From Freddie deBoer again, “All of this is just another facet of my old saw that there’s more ways to be a loser than a winner in our society. That basic impulse was the ultimate origin of my first book. (Which sold terribly, making me a loser in an additional domain.) Unemployed = loser, manual labor that’s not among the handful of jobs that are romanticized in our culture = loser, basic low-level white-collar job = loser, still trying to break into a creative field after your early 20s = loser….”

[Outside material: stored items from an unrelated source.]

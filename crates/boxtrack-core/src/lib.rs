//! Core domain model for boxtrack: discovery candidates, detail enrichment and joined rows.

use std::collections::HashMap;

use chrono::{Duration, NaiveDate};
use serde::{Deserialize, Serialize};

pub const CRATE_NAME: &str = "boxtrack-core";

/// Canonical on-disk and on-wire date layout.
pub const DATE_FORMAT: &str = "%Y-%m-%d";

/// Stable identifier assigned by the metadata service.
pub type MovieId = u64;

/// Parse a `YYYY-MM-DD` date, coercing blank or malformed input to `None`.
pub fn parse_release_date(raw: &str) -> Option<NaiveDate> {
    let raw = raw.trim();
    if raw.is_empty() {
        return None;
    }
    NaiveDate::parse_from_str(raw, DATE_FORMAT).ok()
}

/// Inclusive release-date range used by the discovery query.
#[derive(Debug, Clone, Copy, PartialEq, Eq, Serialize, Deserialize)]
pub struct DiscoveryWindow {
    pub start: NaiveDate,
    pub end: NaiveDate,
}

impl DiscoveryWindow {
    /// Window spanning `[today - start_days_ago, today - end_days_ago]`.
    ///
    /// Returns `None` when either bound falls outside the representable date range.
    pub fn trailing(today: NaiveDate, start_days_ago: u32, end_days_ago: u32) -> Option<Self> {
        let days_before = |days: u32| today.checked_sub_signed(Duration::days(i64::from(days)));
        Some(Self {
            start: days_before(start_days_ago)?,
            end: days_before(end_days_ago)?,
        })
    }

    pub fn contains(&self, date: NaiveDate) -> bool {
        self.start <= date && date <= self.end
    }

    pub fn start_param(&self) -> String {
        self.start.format(DATE_FORMAT).to_string()
    }

    pub fn end_param(&self) -> String {
        self.end.format(DATE_FORMAT).to_string()
    }
}

/// Lightweight row returned by the discovery query.
#[derive(Debug, Clone, PartialEq, Serialize, Deserialize)]
pub struct Candidate {
    pub id: MovieId,
    pub title: String,
    pub release_date: Option<NaiveDate>,
    pub vote_average: f64,
    pub popularity: f64,
}

/// Financial and structural fields fetched per movie.
#[derive(Debug, Clone, PartialEq, Eq, Serialize, Deserialize)]
pub struct MovieDetail {
    pub id: MovieId,
    pub budget: u64,
    pub revenue: u64,
    pub runtime: u32,
    /// Genre names joined with `", "`.
    pub genres: String,
    /// Absolute poster URL, empty when the movie has no poster.
    pub poster_url: String,
    /// Production company names joined with `", "`.
    pub production_companies: String,
    pub status: String,
}

/// Joined candidate + detail row; the unit of the persisted dataset.
#[derive(Debug, Clone, PartialEq, Serialize, Deserialize)]
pub struct MovieRecord {
    pub id: MovieId,
    pub title: String,
    pub release_date: Option<NaiveDate>,
    pub vote_average: f64,
    pub popularity: f64,
    pub budget: u64,
    pub revenue: u64,
    pub runtime: u32,
    pub genres: String,
    pub poster_url: String,
    pub production_companies: String,
    /// `None` when the detail lookup for this movie failed.
    pub status: Option<String>,
}

impl MovieRecord {
    /// Build a row from a candidate, defaulting every detail field when `detail` is absent.
    pub fn from_parts(candidate: Candidate, detail: Option<MovieDetail>) -> Self {
        let Candidate {
            id,
            title,
            release_date,
            vote_average,
            popularity,
        } = candidate;

        match detail {
            Some(detail) => Self {
                id,
                title,
                release_date,
                vote_average,
                popularity,
                budget: detail.budget,
                revenue: detail.revenue,
                runtime: detail.runtime,
                genres: detail.genres,
                poster_url: detail.poster_url,
                production_companies: detail.production_companies,
                status: Some(detail.status),
            },
            None => Self {
                id,
                title,
                release_date,
                vote_average,
                popularity,
                budget: 0,
                revenue: 0,
                runtime: 0,
                genres: String::new(),
                poster_url: String::new(),
                production_companies: String::new(),
                status: None,
            },
        }
    }

    pub fn has_detail(&self) -> bool {
        self.status.is_some()
    }
}

/// Left join of candidates with whatever details were fetched, keyed on `id`.
///
/// Every candidate yields exactly one row in input order. Details without a
/// matching candidate are discarded.
pub fn left_join(candidates: Vec<Candidate>, details: Vec<MovieDetail>) -> Vec<MovieRecord> {
    let by_id: HashMap<MovieId, MovieDetail> = details.into_iter().map(|d| (d.id, d)).collect();
    candidates
        .into_iter()
        .map(|candidate| {
            let detail = by_id.get(&candidate.id).cloned();
            MovieRecord::from_parts(candidate, detail)
        })
        .collect()
}

#[cfg(test)]
mod tests {
    use super::*;

    fn candidate(id: MovieId) -> Candidate {
        Candidate {
            id,
            title: format!("Movie {id}"),
            release_date: NaiveDate::from_ymd_opt(2026, 8, 1),
            vote_average: 7.1,
            popularity: 42.0,
        }
    }

    fn detail(id: MovieId) -> MovieDetail {
        MovieDetail {
            id,
            budget: 1_000,
            revenue: 5_000,
            runtime: 101,
            genres: "Action, Comedy".into(),
            poster_url: "https://image.tmdb.org/t/p/w500/p.jpg".into(),
            production_companies: "Studio A".into(),
            status: "Released".into(),
        }
    }

    #[test]
    fn release_dates_coerce_bad_input_to_none() {
        assert_eq!(parse_release_date("2026-09-14"), NaiveDate::from_ymd_opt(2026, 9, 14));
        assert_eq!(parse_release_date(" 2026-09-14 "), NaiveDate::from_ymd_opt(2026, 9, 14));
        assert_eq!(parse_release_date(""), None);
        assert_eq!(parse_release_date("2026-02-30"), None);
        assert_eq!(parse_release_date("soon"), None);
    }

    #[test]
    fn trailing_window_counts_back_from_today() {
        let today = NaiveDate::from_ymd_opt(2026, 10, 16).unwrap();
        let window = DiscoveryWindow::trailing(today, 60, 10).unwrap();
        assert_eq!(window.start_param(), "2026-08-17");
        assert_eq!(window.end_param(), "2026-10-06");
        assert!(window.contains(window.start));
        assert!(window.contains(window.end));
        assert!(!window.contains(today));
    }

    #[test]
    fn trailing_window_rejects_offsets_past_the_calendar() {
        let today = NaiveDate::from_ymd_opt(2026, 10, 16).unwrap();
        assert_eq!(DiscoveryWindow::trailing(today, u32::MAX, 10), None);
        assert_eq!(DiscoveryWindow::trailing(today, 60, u32::MAX), None);
    }

    #[test]
    fn left_join_keeps_every_candidate_once() {
        let candidates = vec![candidate(1), candidate(2), candidate(3)];
        let details = vec![detail(3), detail(1), detail(99)];

        let joined = left_join(candidates, details);

        assert_eq!(joined.iter().map(|r| r.id).collect::<Vec<_>>(), vec![1, 2, 3]);
        assert!(joined[0].has_detail());
        assert_eq!(joined[0].revenue, 5_000);
        assert_eq!(joined[2].genres, "Action, Comedy");
    }

    #[test]
    fn unmatched_candidate_gets_default_detail_fields() {
        let joined = left_join(vec![candidate(7)], Vec::new());
        let row = &joined[0];

        assert!(!row.has_detail());
        assert_eq!(row.title, "Movie 7");
        assert_eq!((row.budget, row.revenue, row.runtime), (0, 0, 0));
        assert!(row.genres.is_empty());
        assert!(row.poster_url.is_empty());
        assert!(row.production_companies.is_empty());
        assert_eq!(row.status, None);
    }
}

It’s a statistical certainty that not everyone can be above average. Only 25% can be in the top quartile. This applies to everything, within professions and society as a whole. This means there will inevitably be a lot of losers. Not everyone can be like Elon musk or Jeff Bezos. Or in regard to academia, not everyone will secure lucrative grants, be awarded tenure, get prestigious awards, or publish important research. Maybe we need more ways to create winners. However, the economic conditions that lead to winner-take-all markets and scarcity in academia or other respects of professional life are getting worse. Humanities departments, which typically employ a lot of grads, are also chronically understaffed and being cut-back. Companies are increasingly turning to AI to cut costs and reduce headcount.

Ross Perot described outsourcing of jobs as “the giant sucking sound,” but now what is also being sucked away is our sanity and peace of mind. Will any of this improve? I am not that optimistic. Inflation may trend down, but high prices are still here to stay. Economic incentives have created environments where we’re constantly being prodded by bad news or negativity on social media. The spontaneous, unserious era of the early 2010s internet is never coming back. Much like how the late hedge fund pioneer James Simons ‘solved the market’, social media marketers have figured out the winning formula for maximizing engagement and page views, and there is no rational reason for profit-maximizing firms to depart from this even if it leads to more anxiety, which if anything is the desired or intended outcome. It’s said, ‘may you live in interesting times,’ well I think today qualifies as any.